Research Domain and Question¶
Region: State of North Carolina, USA Domain: Economic Statistics
Main Research Question: When adjusted for inflation using the BLS CPI, did the per capita income of residents of Buncome County, North Carolina increase or decrease between 1970 and 2020?
Secondary Research Question: How does the inlfation adjusted per capita income of Buncombe County residents compare to the average per capita income of residents in all counties of North Carolina, in the same period?
Income in North Carolina¶
The data I have elected to use for income statistics in North Carolina comes from the website of the North Carolina Office of State Management and Budget.
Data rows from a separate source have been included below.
use serde::{Deserialize, Serialize};

/// Scalar kinds a member, constant or parameter can carry.
///
/// The set mirrors the primitive types an entity model exposes to the
/// compiler. Not every kind has a literal form in the target dialect
/// (`DateTimeOffset` and `Time` are rejected when rendered as constants).
#[derive(Debug, Clone, Copy, PartialEq, Eq, Hash, Serialize, Deserialize)]
pub enum PrimitiveKind {
    /// Raw bytes
    Binary,
    /// true / false
    Boolean,
    /// Unsigned 8-bit integer
    Byte,
    /// Signed 8-bit integer
    SByte,
    /// Date and time without offset
    DateTime,
    /// Date and time with a UTC offset
    DateTimeOffset,
    /// Time of day
    Time,
    /// Exact decimal number
    Decimal,
    /// 64-bit float
    Double,
    /// 32-bit float
    Single,
    /// 128-bit identifier
    Guid,
    /// Signed 16-bit integer
    Int16,
    /// Signed 32-bit integer
    Int32,
    /// Signed 64-bit integer
    Int64,
    /// Text
    String,
}

impl PrimitiveKind {
    /// Whether values of this kind are whole numbers.
    pub fn is_integer(self) -> bool {
        use PrimitiveKind::*;
        matches!(self, Byte | SByte | Int16 | Int32 | Int64)
    }

    /// Whether values of this kind are numbers of any sort.
    pub fn is_numeric(self) -> bool {
        use PrimitiveKind::*;
        self.is_integer() || matches!(self, Decimal | Double | Single)
    }

    /// Name of the CIM primitive the WMI schema uses for this kind
    /// (`sint32`, `real64`, ...). Kinds without a CIM counterpart return `None`.
    pub fn cim_type_name(self) -> Option<&'static str> {
        use PrimitiveKind::*;
        match self {
            Boolean => Some("boolean"),
            Int16 => Some("sint16"),
            Int32 => Some("sint32"),
            Int64 => Some("sint64"),
            Byte => Some("uint8"),
            Decimal => Some("uint64"),
            Single => Some("real32"),
            Double => Some("real64"),
            String => Some("string"),
            DateTime => Some("datetime"),
            Binary | SByte | DateTimeOffset | Time | Guid => None,
        }
    }
}

#[cfg(test)]
mod tests {
    use super::*;

    #[test]
    fn integer_kinds() {
        assert!(PrimitiveKind::Int64.is_integer());
        assert!(PrimitiveKind::Byte.is_integer());
        assert!(!PrimitiveKind::Decimal.is_integer());
        assert!(PrimitiveKind::Decimal.is_numeric());
        assert!(!PrimitiveKind::String.is_numeric());
    }

    #[test]
    fn cim_names() {
        assert_eq!(PrimitiveKind::Int32.cim_type_name(), Some("sint32"));
        assert_eq!(PrimitiveKind::Decimal.cim_type_name(), Some("uint64"));
        assert_eq!(PrimitiveKind::Double.cim_type_name(), Some("real64"));
        assert_eq!(PrimitiveKind::Guid.cim_type_name(), None);
    }

    #[test]
    fn deserializes_from_variant_name() {
        let k: PrimitiveKind = serde_json::from_str("\"Int64\"").unwrap();
        assert_eq!(k, PrimitiveKind::Int64);
    }
}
Specifically, I have examined data from the following dataset:
Consumer Price Index (CPI) Data¶
I found a table with historical CPI data, used for calculating inflation effects, on the US Inflation Calculator website. To retrieve the table, I first saved the HTML, then imported that into Excel, cleaned up the sheet outside of the table, and then imported the Excel sheet into Pandas.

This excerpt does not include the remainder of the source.